Mueller-Robak: Raking in Lavish Lobbying Fees from ‘Mostly Medicaid’ “Non-Profit” but not Conducting Due Diligence

August 30, 2012


WASHINGTON, D.C. (exlusive) by Ivy Harper

A recap: I’ve been studying the federally-mandated IRS Form 990’s of a handful of Nebraska “non-profits” and finding all sorts of fascinating facts.

For example, on the NU Foundation’s most recent Report, the Foundation lists as their “top five” disbursements all “investment advisers,” something that is almost unheard of at other public federal/Morrill Land Grant Act University Foundations. Truth be told, that’s rare at most Ivy League universities.

Additionally, two of the addresses the NU Foundation lists– which are Post Office boxes – for two of the “investment advisers” – do not match the cities or companies the “investment advisers” cited as the ones they were aligned with. How strange.

Beyond that, Union Bank – which along with the NU Foundation has overlapping Directors – was given more than $350,000 (three hundred fifty thousand dollars) for “investment” advice.
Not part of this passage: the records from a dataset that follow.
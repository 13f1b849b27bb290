//! The abstract repository port and its `git2`-backed implementation.
//!
//! Every operation fails with a single [`GitError`]; none return nil/absent
//! on success.

mod error;
mod repository;

pub use error::{GitError, GitResult};
pub use repository::{Repository, WalkControl};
In most worlds, that’s a conflict of interest the size of, let’s say, the city of Tampa.

Then, there’s the York-based Epworth Village headed up by President and CEO, Tom McBride, whose annual salary simply cannot be gleaned from the Report: it’s either around $92,000 or more than $400,000. The Epworth Village employee that I was trying to get the correct McBride salary figure from had “more” pages in their IRS 990 than the one I was viewing. And so on.

As we were comparing notes, they kept saying, “Well, my copy – on x and x page – has this figure but the IRS Form 990 that was working with on-line, flat-out, did not show the pages the Epworth employee was referencing.

I asked who handles the website and learned that it is Thatcher McBride, the son of Tom McBride, who acts as the non-profit’s communications person.

On the 2010 Form 990, Tom McBride, answered Question 28: “During the tax year, did any person who is a current or former officer, director, trustee, or key employee [meaning Epworth Village President & CEO] b) have a family member who had a direct or indirect business relationship with the organization with an unqualified: “No” despite the fact that his son handles public relations and the website. Interesting.

Since my questioning of that disparity, an Epworth Village spokesman said that Epworth will “amend” its IRS Form 990.

According to an IRS spokesperson, all IRS Form 990’s must – when first submitted – be “accurate and complete.”

Yet another interesting fact taken from Epworth Village’s IRS Form 990 is that the “Department” Thatcher McBride heads up spent $100,000 (one hundred thousand dollars) on “promotion” which is quite a chunk of change. I’d really like to see the “invoices” for that advertising and see which advertising firms in Nebraska have Epworth Village as their client; or whether the work is done “in-house,” as they say.

Tom McBride also checked “no” when the IRS asked if the non-profit engaged in any kind of lobbying.

Yet, the defunct-since-2011 “Children & Family Coalition of Nebraska” gave the lobbying firm, Mueller-Robak $47,000 in 2011 and has agreed to give Mueller-Robak that same amount – $47,000 – in 2012.

To date, according to the Nebraska Accountability and Disclosure Commission (NADC) Mueller-Robak has received around $23,000 from a “Coalition” that was “dissolved” by the State of Nebraska for failure to properly report.

According to the Nebraska Secretary of State’s office, the now-dissolved “Children & Family Coalition of Nebraska” “should not be in the business” of giving money to Mueller-Robak given that the Coalition is now considered by the State to be what is termed “a bad actor.”

When asked whose responsibility it is to determine whether a Nebraska “non-profit” is in good standing with the State before taking lavish lobbying fees from it – meaning, is the onus on Mueller-Robak or the Coalition to acknowledge its status to Mueller-Robak – a spokesperson for the Secretary of State’s office said, “I would think Mueller-Robak would do due diligence before accepting monies from any non-profit.”

The sub-text was: most especially a “non-profit” that gets almost all of its monies from the federal/state government via Medicaid.